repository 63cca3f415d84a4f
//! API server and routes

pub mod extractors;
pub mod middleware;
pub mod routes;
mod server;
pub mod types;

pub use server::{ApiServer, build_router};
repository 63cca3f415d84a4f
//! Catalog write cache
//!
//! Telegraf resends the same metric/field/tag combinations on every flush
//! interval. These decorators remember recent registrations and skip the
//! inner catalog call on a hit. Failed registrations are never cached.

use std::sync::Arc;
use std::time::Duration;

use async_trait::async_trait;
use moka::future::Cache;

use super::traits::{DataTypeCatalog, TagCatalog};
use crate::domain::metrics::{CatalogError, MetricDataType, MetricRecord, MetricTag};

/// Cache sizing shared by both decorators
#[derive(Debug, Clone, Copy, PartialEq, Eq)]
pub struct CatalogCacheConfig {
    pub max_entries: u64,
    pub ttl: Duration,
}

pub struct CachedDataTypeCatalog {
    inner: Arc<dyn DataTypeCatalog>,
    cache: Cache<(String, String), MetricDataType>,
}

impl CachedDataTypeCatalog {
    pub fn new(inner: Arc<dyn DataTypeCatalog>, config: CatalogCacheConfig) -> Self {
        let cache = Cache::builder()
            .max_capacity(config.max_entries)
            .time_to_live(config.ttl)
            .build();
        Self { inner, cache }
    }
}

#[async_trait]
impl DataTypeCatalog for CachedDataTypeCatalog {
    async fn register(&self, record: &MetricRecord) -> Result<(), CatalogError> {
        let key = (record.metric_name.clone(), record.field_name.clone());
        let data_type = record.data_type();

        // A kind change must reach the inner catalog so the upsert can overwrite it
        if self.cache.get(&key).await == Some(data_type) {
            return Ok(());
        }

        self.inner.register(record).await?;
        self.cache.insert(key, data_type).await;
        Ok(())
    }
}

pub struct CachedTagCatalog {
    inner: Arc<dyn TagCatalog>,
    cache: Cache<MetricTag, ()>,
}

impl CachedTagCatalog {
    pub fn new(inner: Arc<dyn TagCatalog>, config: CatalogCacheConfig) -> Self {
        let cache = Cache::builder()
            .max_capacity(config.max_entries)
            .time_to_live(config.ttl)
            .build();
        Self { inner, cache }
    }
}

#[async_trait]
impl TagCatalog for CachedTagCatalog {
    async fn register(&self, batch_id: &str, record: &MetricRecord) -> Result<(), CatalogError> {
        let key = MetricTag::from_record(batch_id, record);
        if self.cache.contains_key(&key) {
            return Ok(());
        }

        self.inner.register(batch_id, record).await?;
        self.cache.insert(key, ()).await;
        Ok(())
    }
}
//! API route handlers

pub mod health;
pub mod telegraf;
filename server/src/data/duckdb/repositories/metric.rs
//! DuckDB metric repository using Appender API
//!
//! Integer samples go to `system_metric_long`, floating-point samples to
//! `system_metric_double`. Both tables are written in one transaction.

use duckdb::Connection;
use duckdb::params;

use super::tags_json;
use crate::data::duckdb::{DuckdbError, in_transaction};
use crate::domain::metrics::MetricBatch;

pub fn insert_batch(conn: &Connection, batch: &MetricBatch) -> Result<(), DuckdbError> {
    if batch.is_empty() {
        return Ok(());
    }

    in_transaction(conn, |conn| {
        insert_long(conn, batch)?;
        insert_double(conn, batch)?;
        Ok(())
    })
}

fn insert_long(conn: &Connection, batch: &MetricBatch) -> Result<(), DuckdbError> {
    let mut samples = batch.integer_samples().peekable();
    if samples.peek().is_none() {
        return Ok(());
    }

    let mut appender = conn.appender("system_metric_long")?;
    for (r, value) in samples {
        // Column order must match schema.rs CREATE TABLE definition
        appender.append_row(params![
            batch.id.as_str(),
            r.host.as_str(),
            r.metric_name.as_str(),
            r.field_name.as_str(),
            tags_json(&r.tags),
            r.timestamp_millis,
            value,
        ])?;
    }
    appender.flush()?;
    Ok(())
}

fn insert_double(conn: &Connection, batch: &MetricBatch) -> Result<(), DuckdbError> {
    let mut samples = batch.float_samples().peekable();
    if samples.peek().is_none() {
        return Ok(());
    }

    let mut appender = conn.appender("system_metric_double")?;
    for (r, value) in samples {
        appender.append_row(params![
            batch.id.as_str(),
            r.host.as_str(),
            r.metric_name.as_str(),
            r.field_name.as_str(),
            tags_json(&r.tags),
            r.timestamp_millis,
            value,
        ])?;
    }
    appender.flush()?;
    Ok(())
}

——————————

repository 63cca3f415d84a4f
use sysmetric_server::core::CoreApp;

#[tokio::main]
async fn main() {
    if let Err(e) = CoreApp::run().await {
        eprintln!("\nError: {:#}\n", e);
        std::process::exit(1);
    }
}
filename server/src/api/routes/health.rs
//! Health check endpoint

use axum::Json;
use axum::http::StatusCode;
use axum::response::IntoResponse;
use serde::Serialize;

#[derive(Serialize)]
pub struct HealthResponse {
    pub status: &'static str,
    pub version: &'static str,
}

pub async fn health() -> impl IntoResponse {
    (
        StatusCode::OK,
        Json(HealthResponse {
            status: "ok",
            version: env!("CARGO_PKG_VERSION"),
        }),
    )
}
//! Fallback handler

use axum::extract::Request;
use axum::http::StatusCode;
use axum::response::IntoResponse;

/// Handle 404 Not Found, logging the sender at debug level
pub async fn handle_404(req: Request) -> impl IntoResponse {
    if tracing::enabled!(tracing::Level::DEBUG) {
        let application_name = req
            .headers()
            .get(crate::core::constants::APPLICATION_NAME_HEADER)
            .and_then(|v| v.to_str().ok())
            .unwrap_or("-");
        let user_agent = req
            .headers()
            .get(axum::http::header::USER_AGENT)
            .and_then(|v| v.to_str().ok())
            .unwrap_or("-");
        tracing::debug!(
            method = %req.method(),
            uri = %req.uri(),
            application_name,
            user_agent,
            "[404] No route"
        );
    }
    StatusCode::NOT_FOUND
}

——————————

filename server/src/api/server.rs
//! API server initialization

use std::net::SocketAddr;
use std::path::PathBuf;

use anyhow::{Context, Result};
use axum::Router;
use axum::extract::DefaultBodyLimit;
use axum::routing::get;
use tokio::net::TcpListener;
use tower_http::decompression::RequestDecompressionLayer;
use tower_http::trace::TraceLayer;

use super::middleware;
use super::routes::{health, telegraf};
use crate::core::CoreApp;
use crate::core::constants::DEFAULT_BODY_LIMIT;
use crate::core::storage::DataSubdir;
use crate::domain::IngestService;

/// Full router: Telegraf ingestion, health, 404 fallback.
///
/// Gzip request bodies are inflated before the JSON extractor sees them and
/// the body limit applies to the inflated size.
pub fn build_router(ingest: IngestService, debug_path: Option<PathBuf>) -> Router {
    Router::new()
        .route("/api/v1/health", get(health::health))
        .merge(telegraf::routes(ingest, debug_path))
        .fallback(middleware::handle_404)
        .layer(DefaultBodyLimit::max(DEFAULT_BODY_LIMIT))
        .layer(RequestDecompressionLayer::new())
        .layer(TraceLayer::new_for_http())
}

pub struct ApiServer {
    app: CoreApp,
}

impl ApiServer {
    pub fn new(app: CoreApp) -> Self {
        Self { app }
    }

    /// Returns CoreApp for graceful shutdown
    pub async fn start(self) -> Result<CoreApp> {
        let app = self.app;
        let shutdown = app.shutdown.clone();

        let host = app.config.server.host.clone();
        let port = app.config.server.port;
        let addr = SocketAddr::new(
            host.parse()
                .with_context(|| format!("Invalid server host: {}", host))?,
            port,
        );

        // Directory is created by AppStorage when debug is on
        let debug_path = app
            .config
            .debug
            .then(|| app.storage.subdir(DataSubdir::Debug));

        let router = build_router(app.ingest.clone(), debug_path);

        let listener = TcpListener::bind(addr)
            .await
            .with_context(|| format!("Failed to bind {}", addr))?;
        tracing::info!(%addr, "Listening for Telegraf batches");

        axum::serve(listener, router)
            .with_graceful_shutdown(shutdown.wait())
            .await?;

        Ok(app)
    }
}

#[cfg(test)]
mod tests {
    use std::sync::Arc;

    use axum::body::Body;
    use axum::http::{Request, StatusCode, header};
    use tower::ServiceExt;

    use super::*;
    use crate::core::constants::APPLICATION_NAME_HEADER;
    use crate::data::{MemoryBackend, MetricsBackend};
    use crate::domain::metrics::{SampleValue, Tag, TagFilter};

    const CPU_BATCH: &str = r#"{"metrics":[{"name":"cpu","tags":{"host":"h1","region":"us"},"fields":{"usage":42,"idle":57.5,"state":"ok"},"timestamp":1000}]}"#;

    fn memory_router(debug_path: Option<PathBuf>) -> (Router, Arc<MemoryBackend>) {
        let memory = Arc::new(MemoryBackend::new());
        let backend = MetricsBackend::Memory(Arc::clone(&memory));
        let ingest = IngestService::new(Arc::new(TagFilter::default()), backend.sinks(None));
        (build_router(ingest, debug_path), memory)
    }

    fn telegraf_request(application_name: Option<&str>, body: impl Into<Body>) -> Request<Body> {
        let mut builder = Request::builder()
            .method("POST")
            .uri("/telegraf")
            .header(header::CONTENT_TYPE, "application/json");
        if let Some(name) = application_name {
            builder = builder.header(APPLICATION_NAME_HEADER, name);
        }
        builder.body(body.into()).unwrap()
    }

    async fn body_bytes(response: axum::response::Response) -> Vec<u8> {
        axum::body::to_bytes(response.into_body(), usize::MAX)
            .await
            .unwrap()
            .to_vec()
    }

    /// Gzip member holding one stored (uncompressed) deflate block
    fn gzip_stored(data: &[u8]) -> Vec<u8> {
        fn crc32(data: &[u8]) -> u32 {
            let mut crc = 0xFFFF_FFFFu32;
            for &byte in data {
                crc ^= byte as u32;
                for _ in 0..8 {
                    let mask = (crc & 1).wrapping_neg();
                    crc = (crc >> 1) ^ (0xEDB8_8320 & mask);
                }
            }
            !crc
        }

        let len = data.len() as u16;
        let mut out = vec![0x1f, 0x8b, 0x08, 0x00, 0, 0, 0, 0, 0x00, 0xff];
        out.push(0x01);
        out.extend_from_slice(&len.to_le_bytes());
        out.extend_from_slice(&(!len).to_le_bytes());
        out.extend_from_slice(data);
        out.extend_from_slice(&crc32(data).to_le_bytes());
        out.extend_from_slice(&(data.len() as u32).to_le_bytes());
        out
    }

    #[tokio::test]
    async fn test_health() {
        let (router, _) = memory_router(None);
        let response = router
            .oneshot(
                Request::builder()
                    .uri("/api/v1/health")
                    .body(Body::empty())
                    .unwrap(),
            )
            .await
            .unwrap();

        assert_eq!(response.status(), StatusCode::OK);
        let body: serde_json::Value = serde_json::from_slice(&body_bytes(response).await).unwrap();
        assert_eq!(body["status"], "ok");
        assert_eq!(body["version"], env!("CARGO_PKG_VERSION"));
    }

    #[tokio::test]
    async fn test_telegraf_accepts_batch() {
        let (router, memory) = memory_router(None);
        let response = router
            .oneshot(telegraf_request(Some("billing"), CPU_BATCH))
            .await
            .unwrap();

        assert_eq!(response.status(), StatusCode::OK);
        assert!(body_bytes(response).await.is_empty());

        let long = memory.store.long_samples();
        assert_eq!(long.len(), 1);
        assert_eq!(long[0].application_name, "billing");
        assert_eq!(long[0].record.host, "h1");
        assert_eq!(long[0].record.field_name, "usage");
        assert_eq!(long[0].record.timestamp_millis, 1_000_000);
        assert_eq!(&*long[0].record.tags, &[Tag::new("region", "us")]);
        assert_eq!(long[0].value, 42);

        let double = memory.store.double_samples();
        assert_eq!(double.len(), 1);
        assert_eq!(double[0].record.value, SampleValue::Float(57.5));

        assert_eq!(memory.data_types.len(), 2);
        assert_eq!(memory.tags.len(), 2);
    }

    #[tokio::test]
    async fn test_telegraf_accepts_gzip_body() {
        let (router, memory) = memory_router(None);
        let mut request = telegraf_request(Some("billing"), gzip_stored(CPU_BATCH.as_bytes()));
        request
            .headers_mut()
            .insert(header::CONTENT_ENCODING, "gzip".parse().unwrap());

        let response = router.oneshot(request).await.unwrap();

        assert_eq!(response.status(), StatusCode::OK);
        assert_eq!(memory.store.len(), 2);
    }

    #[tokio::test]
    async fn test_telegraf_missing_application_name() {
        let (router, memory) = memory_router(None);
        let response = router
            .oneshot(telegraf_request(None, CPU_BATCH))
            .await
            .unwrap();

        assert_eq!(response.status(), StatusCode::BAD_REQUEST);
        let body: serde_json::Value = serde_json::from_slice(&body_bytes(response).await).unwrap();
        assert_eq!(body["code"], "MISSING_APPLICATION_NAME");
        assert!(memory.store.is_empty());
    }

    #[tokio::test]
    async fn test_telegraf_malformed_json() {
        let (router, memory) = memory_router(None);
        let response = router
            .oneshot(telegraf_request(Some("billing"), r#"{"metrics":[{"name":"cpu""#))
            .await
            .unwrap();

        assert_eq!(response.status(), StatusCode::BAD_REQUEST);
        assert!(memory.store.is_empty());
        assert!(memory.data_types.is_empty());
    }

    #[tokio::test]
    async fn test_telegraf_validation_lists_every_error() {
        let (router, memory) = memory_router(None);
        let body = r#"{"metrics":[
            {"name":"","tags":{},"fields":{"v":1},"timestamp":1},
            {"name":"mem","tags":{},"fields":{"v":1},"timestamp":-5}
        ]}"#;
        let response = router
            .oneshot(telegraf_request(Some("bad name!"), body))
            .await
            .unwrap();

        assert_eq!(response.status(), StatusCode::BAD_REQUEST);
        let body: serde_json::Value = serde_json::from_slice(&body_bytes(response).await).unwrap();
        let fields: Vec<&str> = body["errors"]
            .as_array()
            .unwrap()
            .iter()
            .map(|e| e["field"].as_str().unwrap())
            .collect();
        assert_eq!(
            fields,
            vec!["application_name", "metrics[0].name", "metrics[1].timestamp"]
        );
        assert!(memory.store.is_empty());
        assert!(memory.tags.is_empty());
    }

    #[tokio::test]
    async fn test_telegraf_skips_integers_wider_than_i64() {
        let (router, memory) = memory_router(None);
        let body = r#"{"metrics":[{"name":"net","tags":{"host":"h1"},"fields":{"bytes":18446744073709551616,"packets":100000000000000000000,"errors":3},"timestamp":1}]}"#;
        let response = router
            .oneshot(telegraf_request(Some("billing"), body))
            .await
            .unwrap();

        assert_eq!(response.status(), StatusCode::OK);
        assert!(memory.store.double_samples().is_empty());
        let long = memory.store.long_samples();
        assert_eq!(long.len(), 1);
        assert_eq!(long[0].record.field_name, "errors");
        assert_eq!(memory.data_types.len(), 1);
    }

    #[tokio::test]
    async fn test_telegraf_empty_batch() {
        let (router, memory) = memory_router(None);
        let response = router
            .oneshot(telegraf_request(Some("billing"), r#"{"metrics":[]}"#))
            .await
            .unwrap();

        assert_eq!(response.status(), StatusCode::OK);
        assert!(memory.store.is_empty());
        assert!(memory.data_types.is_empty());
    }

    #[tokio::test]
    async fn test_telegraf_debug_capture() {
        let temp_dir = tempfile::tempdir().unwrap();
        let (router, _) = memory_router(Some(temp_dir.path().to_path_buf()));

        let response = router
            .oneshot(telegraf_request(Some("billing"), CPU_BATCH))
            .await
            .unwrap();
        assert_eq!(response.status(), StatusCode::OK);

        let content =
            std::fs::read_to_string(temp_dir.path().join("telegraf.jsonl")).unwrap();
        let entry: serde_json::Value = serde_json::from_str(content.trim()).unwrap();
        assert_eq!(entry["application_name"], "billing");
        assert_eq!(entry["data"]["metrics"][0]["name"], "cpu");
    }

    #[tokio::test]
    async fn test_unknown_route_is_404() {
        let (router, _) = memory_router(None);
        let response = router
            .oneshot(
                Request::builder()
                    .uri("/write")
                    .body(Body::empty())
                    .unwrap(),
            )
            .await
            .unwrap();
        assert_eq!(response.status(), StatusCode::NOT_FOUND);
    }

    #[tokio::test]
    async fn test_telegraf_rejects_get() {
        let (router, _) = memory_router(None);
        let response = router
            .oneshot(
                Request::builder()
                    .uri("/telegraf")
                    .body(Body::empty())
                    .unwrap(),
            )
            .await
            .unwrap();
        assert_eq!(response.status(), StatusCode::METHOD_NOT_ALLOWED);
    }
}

——————————

Scan the material above for the string "static" and report each line where you find it.

EXERCISE OUTPUT:
    pub status: &'static str,
    pub version: &'static str,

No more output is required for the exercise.